Ces Trois contes doivent beaucoup au travail vidéastique d'Emmanuelle Prager. Côté cour, une lectrice virtuelle gracile – Véronique Bettencourt – brosse l'histoire à grands traits. Le panier d'osier à ses côtés, les cailloux blancs qu'elle manipule font le lien avec l'écran de fond de scène sur lequel vont se succéder un Petit Chaperon Rouge au visage sérieux, les fées ayant doté La Belle au Bois Dormant et les frères du Petit Poucet – cherchant un refuge sur ce même son de flûte qui accompagne la tombée de la nuit dans L'Enfant et les Sortilèges. Résolument modernes et colorées, les scènes jouées (terrible fuite des parents dans la forêt) alternent avec des tableaux quasi immobiles, en référence aux illustrations de Gustave Doré et à notre héritage culturel (Le Sacrifice d'Isaac de Caravaggio).

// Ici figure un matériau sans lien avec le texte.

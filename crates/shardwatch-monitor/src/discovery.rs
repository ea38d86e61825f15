//! Shard discovery.
//!
//! Every server announces itself under each block key it holds:
//! `"{dht_prefix}.{block}"` maps the server's peer id to its
//! [`ServerInfo`]. Discovery reads all block keys of a model and turns
//! the sub-entries into [`ServerRecord`]s. Staleness is left to the
//! aggregator, which knows the time the snapshot is built at.

use std::collections::{BTreeMap, BTreeSet, HashMap};
use std::time::Duration;

use futures::stream::{self, StreamExt};
use tracing::{debug, info, warn};

use shardwatch_core::{ModelDescriptor, MonitorConfig, Multiaddr, PeerId};
use shardwatch_dht::{DhtClient, DhtError, DhtValue};
use shardwatch_state::{MonitorError, MonitorResult, ServerInfo, ServerRecord};

/// DHT access policy for one discovery pass.
#[derive(Debug, Clone)]
pub struct DiscoveryOptions {
    /// Bound for each single DHT call.
    pub dht_timeout: Duration,
    /// Block keys queried at once.
    pub concurrency: usize,
    /// Extra attempts after a timeout or transport error.
    pub retries: u32,
    /// Delay before the first retry; doubles on every further one.
    pub retry_backoff: Duration,
}

impl Default for DiscoveryOptions {
    fn default() -> Self {
        Self {
            dht_timeout: Duration::from_secs(10),
            concurrency: 16,
            retries: 2,
            retry_backoff: Duration::from_millis(500),
        }
    }
}

impl From<&MonitorConfig> for DiscoveryOptions {
    fn from(config: &MonitorConfig) -> Self {
        Self {
            dht_timeout: config.dht_timeout,
            concurrency: config.dht_concurrency.max(1),
            retries: config.dht_retries,
            retry_backoff: config.dht_retry_backoff,
        }
    }
}

/// Read one key, retrying recoverable failures with exponential backoff.
async fn get_with_retry(
    dht: &dyn DhtClient,
    key: &str,
    opts: &DiscoveryOptions,
) -> Result<Option<DhtValue>, DhtError> {
    let mut attempt = 0u32;
    loop {
        match dht.get(key, opts.dht_timeout).await {
            Ok(value) => return Ok(value),
            Err(e) if e.is_retryable() && attempt < opts.retries => {
                let delay = opts
                    .retry_backoff
                    .saturating_mul(1u32 << attempt.min(16));
                debug!(%key, attempt, ?delay, error = %e, "retrying dht get");
                tokio::time::sleep(delay).await;
                attempt += 1;
            }
            Err(e) => return Err(e),
        }
    }
}

/// A declaration that survived decoding, before addresses are attached.
struct Declaration {
    info: ServerInfo,
    updated_at: f64,
}

/// Enumerate the servers declared for `model`.
///
/// Returns one record per (peer, block), sorted by block then peer.
/// Fails only when no block key could be read at all.
pub async fn discover(
    dht: &dyn DhtClient,
    model: &ModelDescriptor,
    opts: &DiscoveryOptions,
) -> MonitorResult<Vec<ServerRecord>> {
    let name = model.name();
    let mut replies: Vec<(u32, Result<Option<DhtValue>, DhtError>)> =
        stream::iter(0..model.num_blocks)
            .map(|block| async move {
                let key = model.block_key(block);
                (block, get_with_retry(dht, &key, opts).await)
            })
            .buffer_unordered(opts.concurrency.max(1))
            .collect()
            .await;
    replies.sort_by_key(|(block, _)| *block);

    let mut failures = 0u32;
    let mut last_error = None;
    let mut declarations: BTreeMap<(u32, PeerId), Declaration> = BTreeMap::new();

    for (block, reply) in replies {
        let value = match reply {
            Ok(Some(value)) => value,
            Ok(None) => continue,
            Err(e) => {
                warn!(model = %name, block, error = %e, "block query failed");
                failures += 1;
                last_error = Some(e);
                continue;
            }
        };

        for entry in value.entries {
            let peer = match entry.subkey.parse::<PeerId>() {
                Ok(peer) => peer,
                Err(e) => {
                    debug!(model = %name, block, subkey = %entry.subkey, error = %e, "skipping entry with bad peer id");
                    continue;
                }
            };
            let info: ServerInfo = match serde_json::from_value(entry.value) {
                Ok(info) => info,
                Err(e) => {
                    debug!(model = %name, block, %peer, error = %e, "skipping undecodable server info");
                    continue;
                }
            };
            if !info.span().contains(block) {
                debug!(
                    model = %name,
                    block,
                    %peer,
                    start = info.start_block,
                    end = info.end_block,
                    "skipping declaration whose span excludes its block"
                );
                continue;
            }

            let fresher = Declaration {
                info,
                updated_at: entry.updated_at,
            };
            match declarations.get(&(block, peer)) {
                // Ties keep the later-seen entry.
                Some(seen) if seen.updated_at > fresher.updated_at => {}
                _ => {
                    declarations.insert((block, peer), fresher);
                }
            }
        }
    }

    if model.num_blocks > 0 && failures == model.num_blocks {
        let err = last_error.map(MonitorError::from).unwrap_or_else(|| {
            MonitorError::Transport(format!("no block of {name} could be read"))
        });
        warn!(model = %name, failures, error = %err, "every block query failed");
        return Err(err);
    }

    let peers: BTreeSet<PeerId> = declarations.keys().map(|(_, p)| *p).collect();
    let addrs = resolve_addrs(dht, peers, opts).await;

    let records: Vec<ServerRecord> = declarations
        .into_iter()
        .map(|((block, peer_id), decl)| ServerRecord {
            addrs: addrs.get(&peer_id).cloned().unwrap_or_default(),
            span: decl.info.span(),
            peer_id,
            block,
            info: decl.info,
            updated_at: decl.updated_at,
        })
        .collect();

    info!(
        model = %name,
        records = records.len(),
        peers = addrs.len(),
        failed_blocks = failures,
        "discovery complete"
    );
    Ok(records)
}

/// Look up the visible addresses of each peer once.
///
/// A failed lookup leaves the peer without addresses.
async fn resolve_addrs(
    dht: &dyn DhtClient,
    peers: BTreeSet<PeerId>,
    opts: &DiscoveryOptions,
) -> HashMap<PeerId, Vec<Multiaddr>> {
    stream::iter(peers)
        .map(|peer| async move {
            let addrs = match dht.get_visible_maddrs(&peer, opts.dht_timeout).await {
                Ok(addrs) => addrs,
                Err(e) => {
                    debug!(%peer, error = %e, "no visible addresses");
                    Vec::new()
                }
            };
            (peer, addrs)
        })
        .buffer_unordered(opts.concurrency.max(1))
        .collect()
        .await
}

#[cfg(test)]
mod tests {
    use serde_json::json;
    use shardwatch_core::peer_id_from_digest;
    use shardwatch_dht::MemoryDht;
    use shardwatch_state::BlockSpan;

    use super::*;

    fn opts() -> DiscoveryOptions {
        DiscoveryOptions {
            dht_timeout: Duration::from_secs(1),
            concurrency: 4,
            retries: 2,
            retry_backoff: Duration::from_millis(1),
        }
    }

    fn model(num_blocks: u32) -> ModelDescriptor {
        ModelDescriptor::new("https://huggingface.co/org/Model-1.5B", num_blocks)
    }

    fn peer(n: u8) -> PeerId {
        peer_id_from_digest([n; 32]).unwrap()
    }

    fn info(start: u32, end: u32) -> serde_json::Value {
        json!({"state": "online", "start_block": start, "end_block": end, "throughput": 10.0})
    }

    #[tokio::test]
    async fn one_record_per_peer_and_block() {
        let dht = MemoryDht::new();
        let m = model(4);
        let a = peer(1);
        let b = peer(2);
        for block in 0..4 {
            dht.put(&m.block_key(block), &a.to_base58(), info(0, 4), 100.0);
        }
        dht.put(&m.block_key(2), &b.to_base58(), info(2, 3), 100.0);
        let addr = "/ip4/10.0.0.1/tcp/31337".parse::<Multiaddr>().unwrap();
        dht.set_maddrs(&a, vec![addr.clone()]);

        let records = discover(&dht, &m, &opts()).await.unwrap();
        assert_eq!(records.len(), 5);
        assert!(records.windows(2).all(|w| w[0].block <= w[1].block));

        let for_a: Vec<_> = records.iter().filter(|r| r.peer_id == a).collect();
        assert_eq!(for_a.len(), 4);
        assert!(for_a.iter().all(|r| r.addrs == vec![addr.clone()]));
        assert!(for_a.iter().all(|r| r.span == BlockSpan::new(0, 4)));

        // No known addresses: kept, with none.
        let for_b: Vec<_> = records.iter().filter(|r| r.peer_id == b).collect();
        assert_eq!(for_b.len(), 1);
        assert!(for_b[0].addrs.is_empty());
    }

    #[tokio::test]
    async fn missing_keys_are_empty_not_errors() {
        let dht = MemoryDht::new();
        let records = discover(&dht, &model(8), &opts()).await.unwrap();
        assert!(records.is_empty());
    }

    #[tokio::test]
    async fn bad_entries_are_skipped() {
        let dht = MemoryDht::new();
        let m = model(2);
        let good = peer(1);
        dht.put(&m.block_key(0), &good.to_base58(), info(0, 2), 100.0);
        dht.put(&m.block_key(0), "not-a-peer-id!", info(0, 2), 100.0);
        dht.put(&m.block_key(0), &peer(2).to_base58(), json!({"garbage": true}), 100.0);
        // Declares blocks 1..2 but sits under block 0.
        dht.put(&m.block_key(0), &peer(3).to_base58(), info(1, 2), 100.0);

        let records = discover(&dht, &m, &opts()).await.unwrap();
        assert_eq!(records.len(), 1);
        assert_eq!(records[0].peer_id, good);
    }

    #[tokio::test]
    async fn duplicate_declarations_keep_the_freshest() {
        let dht = MemoryDht::new();
        let m = model(1);
        let p = peer(1);
        let key = m.block_key(0);
        dht.push_duplicate(&key, &p.to_base58(), json!({"start_block": 0, "end_block": 1, "throughput": 1.0}), 200.0);
        dht.push_duplicate(&key, &p.to_base58(), json!({"start_block": 0, "end_block": 1, "throughput": 2.0}), 100.0);
        dht.push_duplicate(&key, &p.to_base58(), json!({"start_block": 0, "end_block": 1, "throughput": 3.0}), 200.0);

        let records = discover(&dht, &m, &opts()).await.unwrap();
        assert_eq!(records.len(), 1);
        assert_eq!(records[0].updated_at, 200.0);
        // Tie on updated_at: the later-seen entry wins.
        assert_eq!(records[0].info.throughput, 3.0);
    }

    #[tokio::test]
    async fn partial_failures_are_tolerated() {
        let dht = MemoryDht::new();
        let m = model(3);
        let p = peer(1);
        dht.put(&m.block_key(0), &p.to_base58(), info(0, 3), 100.0);
        dht.set_key_timeout(&m.block_key(1));

        let records = discover(&dht, &m, &opts()).await.unwrap();
        assert_eq!(records.len(), 1);
        // 3 keys, plus 2 retries for the one that timed out.
        assert_eq!(dht.get_count(), 5);
    }

    #[tokio::test]
    async fn all_queries_timing_out_is_a_timeout() {
        let dht = MemoryDht::new();
        let m = model(2);
        for block in 0..2 {
            dht.set_key_timeout(&m.block_key(block));
        }
        let err = discover(&dht, &m, &opts()).await.unwrap_err();
        assert!(matches!(err, MonitorError::Timeout(_)), "{err}");
    }

    #[tokio::test]
    async fn all_queries_failing_is_a_transport_error() {
        let dht = MemoryDht::new();
        dht.set_offline(true);
        let err = discover(&dht, &model(4), &opts()).await.unwrap_err();
        assert!(matches!(err, MonitorError::Transport(_)), "{err}");
        assert_eq!(dht.get_count(), 4 * 3);
    }

    #[test]
    fn options_follow_config() {
        let mut config = MonitorConfig::with_models(vec![model(1)]);
        config.dht_retries = 5;
        config.dht_concurrency = 3;
        let opts = DiscoveryOptions::from(&config);
        assert_eq!(opts.retries, 5);
        assert_eq!(opts.concurrency, 3);
        assert_eq!(opts.dht_timeout, config.dht_timeout);
    }
}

Parce qu'il met en présence des difficultés fondamentales de l'homme et qu'il est riche de tant de significations, Bettelheim rappelle que « le conte de fées, tout en divertissant l'enfant, l'éclaire sur lui-même et favorise le développement de sa personnalité ». Si l'humour est présent dans le spectacle (le loup à moto), c'est un suspense angoissant qui domine (scène de lit chez Mère-Grand ou repas interminable de l'Ogre), invitant les plus jeunes, dissipés dès qu'on leur en laisse l'occasion, à se concentrer sur l'enseignement du conte. Chacun pourra en faire l'expérience durant la tournée de ce projet original et soigné, à Bourg-en-Bresse (en mars prochain), à Limoges (avril) ou encore à Montpellier (mai).